The International Commission against Impunity in Guatemala (CICIG) has been key in Guatemala’s fight against corruption. The UN-backed body has, over the past 10 years, taken on complex tasks that the state recognized could not be accomplished independently: It has investigated the operation of illegal security forces and illicit economic political networks; it has collaborated with state institutions to dismantle these networks; and it has promoted the prosecution of related crimes.

Working outside government, without attending pressures from interest groups, CICIG has exposed scandals involving presidents, ministers, congressional representatives, business executives, military officials, judges, and others close to political power. Its first commissioner, Carlos Castresana, helped hone laws that have become valuable tools in criminal prosecution. He also paved the way for his successor, Iván Velasquez, whose investigations led to the ouster of former President Otto Pérez Molina, and now threaten to topple President Jimmy Morales.

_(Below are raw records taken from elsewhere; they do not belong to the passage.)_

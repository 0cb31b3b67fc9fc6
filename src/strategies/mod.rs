//! Extraction strategies.
//!
//! One strategy drives one page through the whole state machine:
//! session check, container wait, extract/load-more loop, done. The variant
//! is chosen once at scraper construction: [`AuthenticatedStrategy`] when a
//! session cookie is configured, [`AnonymousStrategy`] otherwise.

mod anonymous;
mod authenticated;

pub use anonymous::AnonymousStrategy;
pub use authenticated::AuthenticatedStrategy;

use std::sync::Arc;

use async_trait::async_trait;
use headless_chrome::Tab;
use once_cell::sync::Lazy;
use regex::Regex;
use serde_json::Value;
use url::Url;

use crate::error::{Error, Result};
use crate::query::ResolvedOptions;

/// Outcome of running one strategy against one location.
#[derive(Debug, Clone, Copy, PartialEq, Eq)]
pub struct StrategyRunResult {
    /// `true` forces the orchestrator to abandon every remaining
    /// location and query of the current run (invalid session).
    pub exit: bool,
}

impl StrategyRunResult {
    pub const CONTINUE: Self = Self { exit: false };
    pub const EXIT: Self = Self { exit: true };
}

#[async_trait]
pub trait RunStrategy: Send + Sync {
    async fn run(
        &self,
        tab: &Arc<Tab>,
        search_url: &Url,
        keyword: &str,
        location: &str,
        options: &ResolvedOptions,
    ) -> Result<StrategyRunResult>;
}

/// Pure pagination bookkeeping shared by both strategies.
///
/// Tracks how many items have been observed in the container, how many were
/// already handed to extraction, and how many consecutive load-more triggers
/// produced no growth. The emitted-record budget (`limit`) is enforced by
/// the caller between items so in-flight items are flushed, never discarded.
#[derive(Debug)]
pub struct PaginationTracker {
    limit: usize,
    max_no_growth: usize,
    seen: usize,
    processed: usize,
    no_growth_strikes: usize,
}

#[derive(Debug, Clone, Copy, PartialEq, Eq)]
pub enum PaginationStep {
    /// New items appeared; extraction should resume.
    Grew,
    /// No growth yet, but still within the strike budget.
    Stalled,
    /// Strike budget exceeded or limit reached; transition to done.
    Exhausted,
}

impl PaginationTracker {
    pub fn new(limit: usize, max_no_growth: usize) -> Self {
        Self {
            limit,
            max_no_growth,
            seen: 0,
            processed: 0,
            no_growth_strikes: 0,
        }
    }

    /// Record the current container item count after a load-more trigger.
    pub fn observe(&mut self, total_items: usize) -> PaginationStep {
        if total_items > self.seen {
            self.seen = total_items;
            self.no_growth_strikes = 0;
            PaginationStep::Grew
        } else {
            self.no_growth_strikes += 1;
            if self.no_growth_strikes >= self.max_no_growth {
                PaginationStep::Exhausted
            } else {
                PaginationStep::Stalled
            }
        }
    }

    /// Next item index not yet handed to extraction.
    pub fn next_index(&self) -> usize {
        self.processed
    }

    pub fn mark_processed(&mut self) {
        self.processed += 1;
    }

    pub fn processed(&self) -> usize {
        self.processed
    }

    /// Whether the emitted-record budget still has room.
    pub fn within_limit(&self) -> bool {
        self.processed < self.limit
    }
}

/// Summary fields readable from a result card without opening the detail
/// panel. Deserialized from in-page snapshot scripts, camelCase keys.
#[derive(Debug, Clone, Default, serde::Deserialize)]
#[serde(default, rename_all = "camelCase")]
pub(crate) struct JobSummary {
    pub job_id: String,
    pub title: String,
    pub company: String,
    pub company_link: Option<String>,
    pub company_img_link: Option<String>,
    pub place: String,
    pub date: String,
    pub link: String,
    pub apply_link: Option<String>,
    pub promoted: bool,
}

/// Fields read from the detail panel once it has populated.
#[derive(Debug, Clone, Default, serde::Deserialize)]
#[serde(default, rename_all = "camelCase")]
pub(crate) struct JobDetails {
    pub description: String,
    pub description_html: String,
    pub insights: Vec<String>,
    pub skills: Option<Vec<String>>,
    pub apply_link: Option<String>,
    pub company_link: Option<String>,
    pub company_img_link: Option<String>,
}

static WHITESPACE: Lazy<Regex> = Lazy::new(|| Regex::new(r"[\n\r\t ]+").expect("static regex"));

/// Collapse runs of whitespace the way the site pads its text nodes.
pub(crate) fn normalize(s: &str) -> String {
    WHITESPACE.replace_all(s, " ").trim().to_string()
}

/// Substitute `__TOKEN__` placeholders in an extraction script. Keeps the
/// scripts readable next to `format!` brace-escaping.
pub(crate) fn render(template: &str, subs: &[(&str, &str)]) -> String {
    let mut out = template.to_string();
    for (token, value) in subs {
        out = out.replace(token, value);
    }
    out
}

/// Evaluate a script that returns `JSON.stringify(...)` and parse the result.
pub(crate) fn evaluate_json(tab: &Arc<Tab>, script: &str) -> Result<Value> {
    let remote = tab.evaluate(script, false)?;
    match remote.value {
        Some(Value::String(json)) => {
            serde_json::from_str(&json).map_err(|e| Error::Browser(e.into()))
        }
        Some(other) => Ok(other),
        None => Ok(Value::Null),
    }
}

/// Poll for a selector with a hard bound; `false` on timeout.
pub(crate) fn selector_appears(
    tab: &Arc<Tab>,
    selector: &str,
    timeout: std::time::Duration,
) -> bool {
    tab.wait_for_element_with_custom_timeout(selector, timeout)
        .is_ok()
}

#[cfg(test)]
mod tests {
    use super::*;
    use pretty_assertions::assert_eq;

    #[test]
    fn three_growths_then_stall_exhausts_within_bound() {
        // Mock container growing across three load-more triggers, then flat.
        let mut tracker = PaginationTracker::new(100, 2);

        assert_eq!(tracker.observe(25), PaginationStep::Grew);
        assert_eq!(tracker.observe(50), PaginationStep::Grew);
        assert_eq!(tracker.observe(75), PaginationStep::Grew);
        assert_eq!(tracker.observe(75), PaginationStep::Stalled);
        assert_eq!(tracker.observe(75), PaginationStep::Exhausted);

        // Every unique item present after the third growth is extractable.
        let mut emitted = 0;
        while tracker.within_limit() && tracker.next_index() < 75 {
            tracker.mark_processed();
            emitted += 1;
        }
        assert_eq!(emitted, 75);
    }

    #[test]
    fn growth_resets_the_strike_counter() {
        let mut tracker = PaginationTracker::new(100, 2);
        tracker.observe(10);
        assert_eq!(tracker.observe(10), PaginationStep::Stalled);
        assert_eq!(tracker.observe(20), PaginationStep::Grew);
        assert_eq!(tracker.observe(20), PaginationStep::Stalled);
        assert_eq!(tracker.observe(20), PaginationStep::Exhausted);
    }

    #[test]
    fn limit_bounds_processing_not_observation() {
        let mut tracker = PaginationTracker::new(3, 2);
        tracker.observe(25);
        while tracker.within_limit() && tracker.next_index() < 25 {
            tracker.mark_processed();
        }
        assert_eq!(tracker.processed(), 3);
        assert!(!tracker.within_limit());
    }

    #[test]
    fn normalize_collapses_padding() {
        assert_eq!(normalize("  Senior\n\tEngineer \r\n"), "Senior Engineer");
    }

    #[test]
    fn render_substitutes_all_tokens() {
        let out = render("q('__A__').x('__B__', '__A__')", &[("__A__", "one"), ("__B__", "two")]);
        assert_eq!(out, "q('one').x('two', 'one')");
    }
}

CICIG’s work has helped Guatemalans face corruption in government, but the essential work of reforming the system is up to Guatemalans themselves: It will require political will, the pursuit of joint strategies with national actors, and the promotion of public policies and legal reforms to strengthen institutions capable of taking on corrupt practices.

So far, we haven't seen that. Despite running a campaign slogan that promised he was “not corrupt, not a thief,” when Morales was confronted with an impeachment process by CICIG and the attorney general on charges of illegal campaign financing, he decided to expel commissioner Velasquez and declare him “persona non grata,” with tremendous international repercussions. This decision was voided by the Constitutional Court, and the commissioner remained.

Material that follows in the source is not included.